RETOUR SUR SAINT-LOUIS JAZZ, CUVEE 2018 - JULIA SARR, CHANTEUSE D’AFRO-JAZZ JEUX D’OMBRES ET DE LUMIERES, AU PROPRE COMME AU FIGURE…

30 - Juillet - 2018

Son joli timbre de voix est fragile, il est cristallin, il sourit comme il sanglote, vous émeut comme il vous apaise. Lorsqu’il vous parle d’Humain, le Divin n’est jamais bien loin. Tête d’affiche de la toute dernière soirée de Saint-Louis Jazz, cuvée 2018, Julia Sarr a eu droit à ce qu’on appellera son premier vrai bain de foule sur le sol sénégalais.
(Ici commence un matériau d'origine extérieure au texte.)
#[cfg(test)]
mod tests {
    use super::*;
    use std::sync::Arc;
    use std::time::Duration;

    use stratus_core::provider::ErrorKind;
    use stratus_core::resource::ResourceId;

    use crate::lifecycle::{Association, ResourceHandler};
    use crate::testing::{FakeClient, context};

    const NIC: &str = "/subscriptions/0000/resourceGroups/rg1/providers/Microsoft.Network/networkInterfaces/nic1";
    const ASG1: &str = "/subscriptions/0000/resourceGroups/rg1/providers/Microsoft.Network/applicationSecurityGroups/asg1";
    const ASG2: &str = "/subscriptions/0000/resourceGroups/rg1/providers/Microsoft.Network/applicationSecurityGroups/asg2";

    fn nic(groups: &[&str]) -> Json {
        let groups: Vec<Json> = groups.iter().map(|g| json!({ "id": g })).collect();
        json!({
            "id": NIC,
            "name": "nic1",
            "location": "westeurope",
            "properties": {
                "ipConfigurations": [{
                    "name": "internal",
                    "properties": {
                        "privateIPAllocationMethod": "Dynamic",
                        "applicationSecurityGroups": groups
                    }
                }]
            }
        })
    }

    fn groups_of(body: &Json) -> Vec<String> {
        group_ids(&body["properties"]["ipConfigurations"][0])
            .map(str::to_string)
            .collect()
    }

    fn association(asg: &str) -> Resource {
        Resource::new(TYPE_NAME, "example")
            .with_attribute("network_interface_id", NIC)
            .with_attribute("application_security_group_id", asg)
    }

    fn handler() -> Association<NetworkInterfaceAsgAssociation> {
        Association(NetworkInterfaceAsgAssociation)
    }

    #[tokio::test]
    async fn create_appends_group_and_sets_composite_id() {
        let client = Arc::new(FakeClient::new());
        client.insert(NIC, nic(&[]));
        let ctx = context(client.clone());

        let state = handler().create(&ctx, &association(ASG1)).await.unwrap();

        assert!(state.exists);
        assert_eq!(state.identifier, Some(format!("{}|{}", NIC, ASG1)));
        assert_eq!(state.get_str("application_security_group_id"), Some(ASG1));
        assert_eq!(groups_of(&client.resource(NIC).unwrap()), vec![ASG1]);
        assert_eq!(client.puts().len(), 1);
    }

    #[tokio::test]
    async fn create_existing_membership_is_import_collision() {
        let client = Arc::new(FakeClient::new());
        client.insert(NIC, nic(&[ASG1]));
        let ctx = context(client.clone());

        let err = handler().create(&ctx, &association(ASG1)).await.unwrap_err();

        assert_eq!(err.kind, ErrorKind::ImportCollision);
        assert!(err.message.contains(&format!("{}|{}", NIC, ASG1)));
        assert!(client.puts().is_empty());
    }

    #[tokio::test]
    async fn create_without_nic_fails() {
        let client = Arc::new(FakeClient::new());
        let ctx = context(client.clone());

        let err = handler().create(&ctx, &association(ASG1)).await.unwrap_err();
        assert_eq!(err.kind, ErrorKind::NotFound);
        assert!(err.message.contains("Network Interface \"nic1\""));
        assert!(client.puts().is_empty());
    }

    #[tokio::test]
    async fn create_rejects_nic_without_ip_configurations() {
        let client = Arc::new(FakeClient::new());
        client.insert(NIC, json!({ "id": NIC, "properties": {} }));
        let ctx = context(client.clone());

        let err = handler().create(&ctx, &association(ASG1)).await.unwrap_err();
        assert!(err.message.contains("ipConfigurations"));
    }

    #[tokio::test]
    async fn create_rejects_malformed_ids() {
        let client = Arc::new(FakeClient::new());
        let ctx = context(client.clone());

        let err = handler()
            .create(&ctx, &association("asg1"))
            .await
            .unwrap_err();
        assert_eq!(err.kind, ErrorKind::MalformedIdentifier);
        assert!(err.message.contains("application_security_group_id"));
        assert!(client.calls().is_empty());
    }

    #[tokio::test]
    async fn delete_removes_only_this_group() {
        let client = Arc::new(FakeClient::new());
        client.insert(NIC, nic(&[ASG1, ASG2]));
        let ctx = context(client.clone());
        let id = ResourceId::new(TYPE_NAME, "example");
        let identifier = format!("{}|{}", NIC, ASG1);

        handler().delete(&ctx, &id, &identifier).await.unwrap();

        assert_eq!(groups_of(&client.resource(NIC).unwrap()), vec![ASG2]);
        assert!(ctx.locks.try_acquire(LockKey::new(NETWORK_INTERFACE_LOCK, "nic1")).is_some());
    }

    #[tokio::test]
    async fn delete_twice_succeeds() {
        let client = Arc::new(FakeClient::new());
        client.insert(NIC, nic(&[ASG1]));
        let ctx = context(client.clone());
        let id = ResourceId::new(TYPE_NAME, "example");
        let identifier = format!("{}|{}", NIC, ASG1);

        handler().delete(&ctx, &id, &identifier).await.unwrap();
        handler().delete(&ctx, &id, &identifier).await.unwrap();

        assert_eq!(client.puts().len(), 1);
    }

    #[tokio::test]
    async fn delete_with_missing_nic_succeeds() {
        let client = Arc::new(FakeClient::new());
        let ctx = context(client.clone());
        let id = ResourceId::new(TYPE_NAME, "example");

        handler()
            .delete(&ctx, &id, &format!("{}|{}", NIC, ASG1))
            .await
            .unwrap();
        assert!(client.puts().is_empty());
    }

    #[tokio::test]
    async fn read_after_remote_deletion_clears_state() {
        let client = Arc::new(FakeClient::new());
        let ctx = context(client.clone());
        let id = ResourceId::new(TYPE_NAME, "example");

        let state = handler()
            .read(&ctx, &id, &format!("{}|{}", NIC, ASG1))
            .await
            .unwrap();
        assert!(!state.exists);
        assert!(state.identifier.is_none());

        client.insert(NIC, nic(&[ASG2]));
        let state = handler()
            .read(&ctx, &id, &format!("{}|{}", NIC, ASG1))
            .await
            .unwrap();
        assert!(!state.exists);
    }

    #[tokio::test]
    async fn read_matches_ids_case_insensitively() {
        let client = Arc::new(FakeClient::new());
        let lowercase = ASG1.to_lowercase();
        client.insert(NIC, nic(&[lowercase.as_str()]));
        let ctx = context(client.clone());
        let id = ResourceId::new(TYPE_NAME, "example");

        let state = handler()
            .read(&ctx, &id, &format!("{}|{}", NIC, ASG1))
            .await
            .unwrap();
        assert!(state.exists);
    }

    #[tokio::test]
    async fn malformed_composite_is_rejected_without_calls() {
        let client = Arc::new(FakeClient::new());
        let ctx = context(client.clone());
        let id = ResourceId::new(TYPE_NAME, "example");

        for identifier in [NIC.to_string(), format!("{}|{}|{}", NIC, ASG1, ASG2)] {
            let err = handler().delete(&ctx, &id, &identifier).await.unwrap_err();
            assert_eq!(err.kind, ErrorKind::MalformedIdentifier);
        }
        assert!(client.calls().is_empty());
    }

    #[tokio::test(start_paused = true)]
    async fn concurrent_creates_on_same_nic_keep_both_groups() {
        let client = Arc::new(FakeClient::new().with_put_delay(Duration::from_millis(50)));
        client.insert(NIC, nic(&[]));
        let ctx = Arc::new(context(client.clone()));

        let first = {
            let ctx = ctx.clone();
            tokio::spawn(async move { handler().create(&ctx, &association(ASG1)).await })
        };
        let second = {
            let ctx = ctx.clone();
            tokio::spawn(async move { handler().create(&ctx, &association(ASG2)).await })
        };
        first.await.unwrap().unwrap();
        second.await.unwrap().unwrap();

        let mut groups = groups_of(&client.resource(NIC).unwrap());
        groups.sort();
        assert_eq!(groups, vec![ASG1, ASG2]);

        // each read-modify-write saw the previous write
        let puts = client.puts();
        assert_eq!(puts.len(), 2);
        assert_eq!(groups_of(&puts[0].1).len(), 1);
        assert_eq!(groups_of(&puts[1].1).len(), 2);
    }

    #[test]
    fn upgrade_from_v0_rebuilds_identifier() {
        let mut attributes = HashMap::new();
        attributes.insert("network_interface_id".to_string(), Value::from(NIC));
        attributes.insert("application_security_group_id".to_string(), Value::from(ASG1));
        attributes.insert("ip_configuration_name".to_string(), Value::from("internal"));
        let state = State::existing(ResourceId::new(TYPE_NAME, "example"), attributes)
            .with_identifier(format!("{}/ipConfigurations/internal|{}", NIC, ASG1));

        let upgraded = handler().upgrade_state(state, 0).unwrap();

        assert_eq!(upgraded.identifier, Some(format!("{}|{}", NIC, ASG1)));
        assert!(!upgraded.attributes.contains_key("ip_configuration_name"));
        assert_eq!(handler().schema_version(), 1);
    }

    #[test]
    fn contains_checks_every_ip_configuration() {
        let mut body = nic(&[]);
        body["properties"]["ipConfigurations"]
            .as_array_mut()
            .unwrap()
            .push(json!({
                "name": "secondary",
                "properties": { "applicationSecurityGroups": [{ "id": ASG2 }] }
            }));

        assert!(NetworkInterfaceAsgAssociation.contains(&body, ASG2).unwrap());
        assert!(!NetworkInterfaceAsgAssociation.contains(&body, ASG1).unwrap());
    }
}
Si l’artiste, chanteuse d’afro-jazz et pianiste sans prétention n’est pas très connue par ici, sinon dans certains milieux disons…confidentiels, Julia Sarr n’est certainement pas n’importe qui : on n’est pas n’importe qui quand on a écrit, avec Lokua Kanza, une chanson pour Miriam Makéba. Diplômée de la Sorbonne, Julia Sarr a chanté avec les plus grands : Youssou Ndour, Salif Keïta, Pascal Obispo, Habib Faye, à qui elle a d’ailleurs tenu à rendre hommage…Ce fameux soir-là…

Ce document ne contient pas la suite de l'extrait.